WORK REQUEST: Using the entries below, write out the line with "self.apply(&mut builder)?;", the line with "#[derive(Debug, Clone)]", and every line in between, exactly as each is written.

(Data entries)
• • •
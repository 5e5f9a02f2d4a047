//! Declarative route files.
//!
//! A route file is TOML. Top-level `[[routes]]` are registered first, in
//! file order, then each `[[groups]]` table, which may nest its own
//! `routes` and `groups`:
//!
//! ```toml
//! [[routes]]
//! name = "home"
//! methods = ["GET"]
//! path = "/"
//! controller = "status@show"
//!
//! [[groups]]
//! prefix = "/api"
//! middleware = [{ name = "throttle", params = { max_requests = 60 } }]
//!
//! [[groups.routes]]
//! methods = ["GET"]
//! path = "/users/{id:\\d+}"
//! controller = "users@show"
//! ```

use std::collections::BTreeMap;
use std::path::Path;

use serde::{Deserialize, Serialize};

use crate::config::loader::{read, ConfigError};
use crate::routing::{
    source_digest, ControllerRef, GroupOptions, MiddlewareRef, Route, RouteCollection, RouteCollectionBuilder, Scheme,
};

/// A middleware entry: a bare name or a name with parameters.
#[derive(Debug, Clone, PartialEq, Serialize, Deserialize)]
#[serde(untagged)]
pub enum MiddlewareEntry {
    Name(String),
    Configured {
        name: String,
        #[serde(default)]
        params: BTreeMap<String, toml::Value>,
    },
}

impl MiddlewareEntry {
    fn to_ref(&self) -> MiddlewareRef {
        match self {
            MiddlewareEntry::Name(name) => MiddlewareRef::new(name.as_str()),
            MiddlewareEntry::Configured { name, params } => {
                params
                    .iter()
                    .fold(MiddlewareRef::new(name.as_str()), |acc, (key, value)| match value {
                        toml::Value::String(s) => acc.with_param(key.as_str(), s),
                        other => acc.with_param(key.as_str(), other),
                    })
            }
        }
    }
}

#[derive(Debug, Clone, PartialEq, Serialize, Deserialize)]
pub struct RouteEntry {
    pub name: Option<String>,
    /// Empty means any method.
    #[serde(default)]
    pub methods: Vec<String>,
    pub path: String,
    pub host: Option<String>,
    pub scheme: Option<Scheme>,
    /// `controller@action`.
    pub controller: String,
    #[serde(default)]
    pub middleware: Vec<MiddlewareEntry>,
    #[serde(default)]
    pub defaults: BTreeMap<String, String>,
    #[serde(default)]
    pub constraints: BTreeMap<String, String>,
}

impl RouteEntry {
    pub fn to_route(&self) -> Result<Route, ConfigError> {
        let target: ControllerRef = self.controller.parse().map_err(|reason| ConfigError::InvalidRoute {
            route: self.label(),
            reason,
        })?;

        let mut route = Route::new(&self.methods, self.path.clone(), target);
        route.name = self.name.clone();
        route.host = self.host.clone();
        route.scheme = self.scheme.unwrap_or_default();
        route.middleware = self.middleware.iter().map(MiddlewareEntry::to_ref).collect();
        route.defaults = self.defaults.clone();
        route.constraints = self.constraints.clone();
        Ok(route)
    }

    fn label(&self) -> String {
        match &self.name {
            Some(name) => format!("`{}`", name),
            None => format!("`{}`", self.path),
        }
    }
}

#[derive(Debug, Clone, Default, PartialEq, Serialize, Deserialize)]
#[serde(default)]
pub struct GroupEntry {
    pub prefix: String,
    pub host: Option<String>,
    pub scheme: Option<Scheme>,
    pub middleware: Vec<MiddlewareEntry>,
    pub constraints: BTreeMap<String, String>,
    pub namespace: Option<String>,
    pub routes: Vec<RouteEntry>,
    pub groups: Vec<GroupEntry>,
}

impl GroupEntry {
    fn options(&self) -> GroupOptions {
        GroupOptions {
            prefix: self.prefix.clone(),
            host: self.host.clone(),
            scheme: self.scheme,
            middleware: self.middleware.iter().map(MiddlewareEntry::to_ref).collect(),
            constraints: self.constraints.clone(),
            namespace: self.namespace.clone(),
        }
    }
}

/// Parsed contents of a route file.
#[derive(Debug, Clone, Default, PartialEq, Serialize, Deserialize)]
#[serde(default)]
pub struct RouteFile {
    pub routes: Vec<RouteEntry>,
    pub groups: Vec<GroupEntry>,
}

impl RouteFile {
    pub fn parse(source: &str, origin: &Path) -> Result<Self, ConfigError> {
        toml::from_str(source).map_err(|source| ConfigError::Parse {
            path: origin.to_path_buf(),
            source,
        })
    }

    /// Register every route with `builder`, in file order.
    pub fn apply(&self, builder: &mut RouteCollectionBuilder) -> Result<(), ConfigError> {
        apply_level(&self.routes, &self.groups, builder)
    }

    /// Compile into a fresh collection.
    pub fn build(&self) -> Result<RouteCollection, ConfigError> {
        let mut builder = RouteCollectionBuilder::new();
        self.apply(&mut builder)?;
        Ok(builder.build()?)
    }
}

fn apply_level(
    routes: &[RouteEntry],
    groups: &[GroupEntry],
    builder: &mut RouteCollectionBuilder,
) -> Result<(), ConfigError> {
    for entry in routes {
        builder.add(entry.to_route()?);
    }
    for group in groups {
        let mut outcome = Ok(());
        builder.group(group.options(), |inner| {
            outcome = apply_level(&group.routes, &group.groups, inner);
        });
        outcome?;
    }
    Ok(())
}

/// A route file together with the digest of its raw bytes.
#[derive(Debug, Clone)]
pub struct LoadedRoutes {
    pub file: RouteFile,
    pub digest: String,
}

pub fn load_route_file(path: &Path) -> Result<LoadedRoutes, ConfigError> {
    let source = read(path)?;
    let file = RouteFile::parse(&source, path)?;
    tracing::info!(
        path = %path.display(),
        routes = file.routes.len(),
        groups = file.groups.len(),
        "Route file loaded"
    );
    Ok(LoadedRoutes {
        digest: source_digest(source.as_bytes()),
        file,
    })
}

#[cfg(test)]
mod tests {
    use super::*;

    const SOURCE: &str = r#"
[[routes]]
name = "home"
methods = ["GET"]
path = "/"
controller = "status@show"

[[groups]]
prefix = "/api"
namespace = "api"
middleware = ["auth", { name = "throttle", params = { max_requests = 60, per_seconds = 30 } }]

[[groups.routes]]
name = "users.show"
methods = ["GET", "HEAD"]
path = "/users/{id}"
controller = "users@show"
constraints = { id = "\\d+" }

[[groups.groups]]
prefix = "/admin"
host = "admin.example.com"

[[groups.groups.routes]]
path = "/stats"
controller = "stats@index"
scheme = "https"
"#;

    fn parse() -> RouteFile {
        RouteFile::parse(SOURCE, Path::new("routes.toml")).unwrap()
    }

    #[test]
    fn test_parse_nested_file() {
        let file = parse();
        assert_eq!(file.routes.len(), 1);
        assert_eq!(file.groups[0].routes.len(), 1);
        assert_eq!(file.groups[0].groups[0].routes[0].path, "/stats");
        assert!(matches!(
            &file.groups[0].middleware[1],
            MiddlewareEntry::Configured { name, .. } if name == "throttle"
        ));
    }

    #[test]
    fn test_build_applies_groups_in_order() {
        let collection = parse().build().unwrap();
        let routes: Vec<&Route> = collection.iter().map(|c| c.route()).collect();
        assert_eq!(routes.len(), 3);

        assert_eq!(routes[0].path, "/");
        assert_eq!(routes[1].path, "/api/users/{id}");
        assert_eq!(routes[1].controller, ControllerRef::new("api::users", "show"));
        assert_eq!(routes[1].middleware[1].params["max_requests"], "60");
        assert!(routes[1].methods.contains("HEAD"));

        assert_eq!(routes[2].path, "/api/admin/stats");
        assert_eq!(routes[2].host.as_deref(), Some("admin.example.com"));
        assert_eq!(routes[2].scheme, Scheme::Https);
        assert_eq!(routes[2].middleware.len(), 2);
    }

    #[test]
    fn test_bad_controller_reference() {
        let source = "[[routes]]\npath = \"/\"\ncontroller = \"nope\"\n";
        let file = RouteFile::parse(source, Path::new("routes.toml")).unwrap();
        assert!(matches!(file.build(), Err(ConfigError::InvalidRoute { .. })));
    }

    #[test]
    fn test_malformed_file() {
        let err = RouteFile::parse("[[routes]]\npath = 1\n", Path::new("bad.toml")).unwrap_err();
        assert!(err.to_string().contains("bad.toml"));
    }
}
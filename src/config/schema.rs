//! Configuration schema definitions.
//!
//! This module defines the complete configuration structure for the
//! routing service. All types derive Serde traits for deserialization from
//! config files.

use std::path::PathBuf;

use serde::{Deserialize, Serialize};

/// Root configuration.
#[derive(Debug, Clone, Deserialize, Serialize, Default)]
#[serde(default)]
pub struct AppConfig {
    /// Listener configuration (bind address).
    pub listener: ListenerConfig,

    /// Route source, cache and reload settings.
    pub routing: RoutingConfig,

    /// Timeout configuration.
    pub timeouts: TimeoutConfig,

    /// Observability settings.
    pub observability: ObservabilityConfig,
}

/// Listener configuration.
#[derive(Debug, Clone, Deserialize, Serialize)]
#[serde(default)]
pub struct ListenerConfig {
    /// Bind address (e.g., "0.0.0.0:8080").
    pub bind_address: String,
}

impl Default for ListenerConfig {
    fn default() -> Self {
        Self {
            bind_address: "0.0.0.0:8080".to_string(),
        }
    }
}

/// Where routes come from and how the compiled set is kept.
#[derive(Debug, Clone, Deserialize, Serialize)]
#[serde(default)]
pub struct RoutingConfig {
    /// TOML route file. Relative paths resolve against the working directory.
    pub routes_file: PathBuf,

    /// Compiled-route cache file. Defaults to `<routes_file>.cache.json`.
    pub cache_path: Option<PathBuf>,

    /// Load and persist the compiled collection through the cache file.
    pub cache_enabled: bool,

    /// Rebuild the router when the route file changes.
    pub watch: bool,
}

impl RoutingConfig {
    pub fn effective_cache_path(&self) -> PathBuf {
        match &self.cache_path {
            Some(path) => path.clone(),
            None => {
                let mut path = self.routes_file.clone().into_os_string();
                path.push(".cache.json");
                PathBuf::from(path)
            }
        }
    }
}

impl Default for RoutingConfig {
    fn default() -> Self {
        Self {
            routes_file: PathBuf::from("routes.toml"),
            cache_path: None,
            cache_enabled: true,
            watch: false,
        }
    }
}

/// Timeout configuration.
#[derive(Debug, Clone, Deserialize, Serialize)]
#[serde(default)]
pub struct TimeoutConfig {
    /// Request timeout (total time for request/response) in seconds.
    pub request_secs: u64,
}

impl Default for TimeoutConfig {
    fn default() -> Self {
        Self { request_secs: 30 }
    }
}

/// Observability configuration.
#[derive(Debug, Clone, Deserialize, Serialize)]
#[serde(default)]
pub struct ObservabilityConfig {
    /// Log level (trace, debug, info, warn, error) or a full filter directive.
    pub log_level: String,

    /// `pretty` or `json`.
    pub log_format: String,

    /// Enable metrics endpoint.
    pub metrics_enabled: bool,

    /// Metrics endpoint bind address.
    pub metrics_address: String,
}

impl Default for ObservabilityConfig {
    fn default() -> Self {
        Self {
            log_level: "info".to_string(),
            log_format: "pretty".to_string(),
            metrics_enabled: false,
            metrics_address: "0.0.0.0:9090".to_string(),
        }
    }
}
• • •
SOLUTION TO THE PROBLEM:
        self.apply(&mut builder)?;
        Ok(builder.build()?)
    }
}

fn apply_level(
    routes: &[RouteEntry],
    groups: &[GroupEntry],
    builder: &mut RouteCollectionBuilder,
) -> Result<(), ConfigError> {
    for entry in routes {
        builder.add(entry.to_route()?);
    }
    for group in groups {
        let mut outcome = Ok(());
        builder.group(group.options(), |inner| {
            outcome = apply_level(&group.routes, &group.groups, inner);
        });
        outcome?;
    }
    Ok(())
}

/// A route file together with the digest of its raw bytes.
#[derive(Debug, Clone)]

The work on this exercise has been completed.